Desidratação Grave em Lactentes: Manejo e SRO

FMABC - Faculdade de Medicina do ABC Paulista (SP) — Prova 2023

Enunciado

Menino, 9 meses de idade, tem febre, diarreia e vômitos há 2 dias. Apresenta 6 a 8 evacuações líquidas ao dia, sem muco ou sangue. Ao exame, está irritado, a mucosa oral está seca, o turgor diminuído, e o tempo de enchimento capilar é de 4 segundos. Não há informação de diurese nas últimas 6 horas. O plano de tratamento adequado ao quadro apresentado é

Alternativas

  1. A) internação hospitalar, coleta de coprocultura, urocultura e hemocultura, hidratação intravenosa com soro fisiológico 0,9% 20 mL/Kg.
  2. B) internação hospitalar, hidratação intavenosa com Ringer lactato 70 mL/kg em 2 horas e posterior dosagem sérica de eletrólitos.
  3. C) oferta de soro de hidratação oral padrão 1000 mL, no serviço de saúde e coleta de coprocultura.
  4. D) oferta domiciliar de soro de reidratação oral padrão e outros líquidos após cada evacuação.
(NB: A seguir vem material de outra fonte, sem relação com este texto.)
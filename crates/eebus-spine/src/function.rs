//! Per-function data slots and their operations advertisement.

use eebus_runtime::EebusError;
use eebus_wire::spine::node_management::PossibleOperations;
use eebus_wire::spine::{Command, Filter, FunctionData, FunctionType};

/// A typed data slot inside a feature.
///
/// The stored value, when present, is the authoritative local copy;
/// partial writes mutate only the selected elements.
pub struct Function {
    function_type: FunctionType,
    data: Option<FunctionData>,
    operations: Option<PossibleOperations>,
}

impl Function {
    pub fn new(function_type: FunctionType) -> Self {
        Function {
            function_type,
            data: None,
            operations: None,
        }
    }

    pub fn function_type(&self) -> FunctionType {
        self.function_type
    }

    pub fn data(&self) -> Option<&FunctionData> {
        self.data.as_ref()
    }

    pub fn data_copy(&self) -> Option<FunctionData> {
        self.data.clone()
    }

    pub fn operations(&self) -> Option<&PossibleOperations> {
        self.operations.as_ref()
    }

    pub fn set_operations(&mut self, operations: PossibleOperations) {
        self.operations = Some(operations);
    }

    /// Apply incoming data to the slot.
    ///
    /// `partial` distinguishes a merge (with optional selectors) from a
    /// full replacement; a delete filter removes matching elements first.
    pub fn update_data(
        &mut self,
        incoming: &FunctionData,
        filter_partial: Option<&Filter>,
        filter_delete: Option<&Filter>,
        partial: bool,
    ) -> Result<(), EebusError> {
        if incoming.function_type() != self.function_type {
            return Err(EebusError::InputArgument(format!(
                "data for {:?} offered to a {:?} slot",
                incoming.function_type(),
                self.function_type
            )));
        }

        if let Some(delete) = filter_delete {
            if let Some(stored) = &mut self.data {
                stored.delete_partial(Some(delete))?;
            }
        }

        if partial || filter_partial.is_some() {
            match &mut self.data {
                Some(stored) => stored.update_partial(incoming, filter_partial)?,
                None => {
                    // Nothing stored yet: seed the slot, honoring selectors.
                    let mut seeded = FunctionData::empty(self.function_type);
                    seeded.update_partial(incoming, filter_partial)?;
                    self.data = Some(seeded);
                }
            }
        } else {
            self.data = Some(incoming.clone());
        }

        Ok(())
    }

    pub fn set_data(&mut self, data: FunctionData) -> Result<(), EebusError> {
        self.update_data(&data, None, None, false)
    }

    /// The command sent in a read request for this function.
    pub fn read_cmd(&self, filter_partial: Option<Filter>) -> Command {
        let mut cmd = Command::new(FunctionData::empty(self.function_type));
        if let Some(filter) = filter_partial {
            cmd = cmd.with_partial(filter);
        }
        cmd
    }

    /// The command sent in a reply, carrying the stored data (or an empty
    /// value when nothing is stored yet).
    pub fn reply_cmd(&self) -> Command {
        Command::new(
            self.data
                .clone()
                .unwrap_or_else(|| FunctionData::empty(self.function_type)),
        )
    }

    /// The command composed for notifies and writes, restricted by the
    /// filters that triggered the change.
    pub fn write_cmd(
        &self,
        filter_partial: Option<Filter>,
        filter_delete: Option<Filter>,
    ) -> Command {
        let mut cmd = Command::new(
            self.data
                .clone()
                .unwrap_or_else(|| FunctionData::empty(self.function_type)),
        );
        if let Some(filter) = filter_partial {
            cmd = cmd.with_partial(filter);
        }
        if let Some(filter) = filter_delete {
            cmd = cmd.with_delete(filter);
        }
        cmd
    }
}

#[cfg(test)]
mod tests {
    use super::*;
    use eebus_wire::spine::{LoadControlLimit, LoadControlLimitListData, ScaledNumber};

    fn list(limits: Vec<(u32, i64)>) -> FunctionData {
        FunctionData::LoadControlLimitListData(LoadControlLimitListData {
            limits: limits
                .into_iter()
                .map(|(id, number)| LoadControlLimit {
                    limit_id: id,
                    value: Some(ScaledNumber::new(number)),
                    ..Default::default()
                })
                .collect(),
        })
    }

    #[test]
    fn full_update_replaces_stored_data() {
        let mut function = Function::new(FunctionType::LoadControlLimitListData);
        function.set_data(list(vec![(1, 100)])).unwrap();
        function
            .update_data(&list(vec![(2, 200)]), None, None, false)
            .unwrap();

        match function.data().unwrap() {
            FunctionData::LoadControlLimitListData(d) => {
                assert_eq!(d.limits.len(), 1);
                assert_eq!(d.limits[0].limit_id, 2);
            }
            other => panic!("unexpected payload {other:?}"),
        }
    }

    #[test]
    fn partial_update_merges_into_stored_data() {
        let mut function = Function::new(FunctionType::LoadControlLimitListData);
        function.set_data(list(vec![(1, 100)])).unwrap();
        function
            .update_data(&list(vec![(2, 200)]), None, None, true)
            .unwrap();

        match function.data().unwrap() {
            FunctionData::LoadControlLimitListData(d) => assert_eq!(d.limits.len(), 2),
            other => panic!("unexpected payload {other:?}"),
        }
    }

    #[test]
    fn mismatched_type_is_rejected() {
        let mut function = Function::new(FunctionType::MeasurementListData);
        assert!(function.set_data(list(vec![(1, 100)])).is_err());
    }

    #[test]
    fn reply_cmd_of_empty_slot_is_an_empty_value() {
        let function = Function::new(FunctionType::LoadControlLimitListData);
        let cmd = function.reply_cmd();
        assert_eq!(
            cmd.function.function_type(),
            FunctionType::LoadControlLimitListData
        );
    }
}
Retorno para avaliação em 24 horas.
  5. E) reposição de 50 a 100 mL/kg de soro de reidratação oral hiposmolar, em 4 a 6 horas, na presença de profissional de saúde.

Pérola Clínica

Desidratação grave em lactente → Plano C (choque): SRO hiposmolar 50-100 mL/kg em 4-6h, sob supervisão.

Resumo-Chave

O lactente apresenta sinais de desidratação grave (irritado, mucosa seca, turgor diminuído, TEC 4s, oligúria presumida), necessitando de reidratação rápida. A via oral é preferível mesmo em casos graves, se o paciente estiver consciente e sem vômitos incoercíveis, utilizando SRO hiposmolar.

Contexto Educacional

A desidratação é uma complicação comum da diarreia aguda em crianças, sendo uma das principais causas de morbimortalidade infantil globalmente. A correta avaliação do grau de desidratação é crucial para o manejo adequado, prevenindo complicações graves como o choque hipovolêmico. A Organização Mundial da Saúde (OMS) e o Ministério da Saúde do Brasil classificam a desidratação em leve, moderada e grave, com planos de tratamento específicos para cada categoria. A fisiopatologia da desidratação envolve a perda excessiva de água e eletrólitos, principalmente sódio e potássio, através das fezes e vômitos. A avaliação clínica deve focar em sinais como estado geral, olhos, lágrimas, mucosas, turgor da pele e tempo de enchimento capilar. O tempo de enchimento capilar prolongado (>3 segundos), turgor diminuído e mucosas secas são indicativos de desidratação grave. O tratamento da desidratação grave sem choque (Plano C) preconiza a reidratação oral com Soro de Reidratação Oral (SRO) hiposmolar, na dose de 50 a 100 mL/kg, administrado em 4 a 6 horas, sob supervisão de um profissional de saúde. O SRO hiposmolar é mais eficaz na redução do volume de fezes e da duração da diarreia em comparação com o SRO padrão. A hidratação intravenosa é reservada para casos de choque, vômitos incoercíveis ou falha da terapia oral.

Perguntas Frequentes

Quais são os sinais de desidratação grave em lactentes?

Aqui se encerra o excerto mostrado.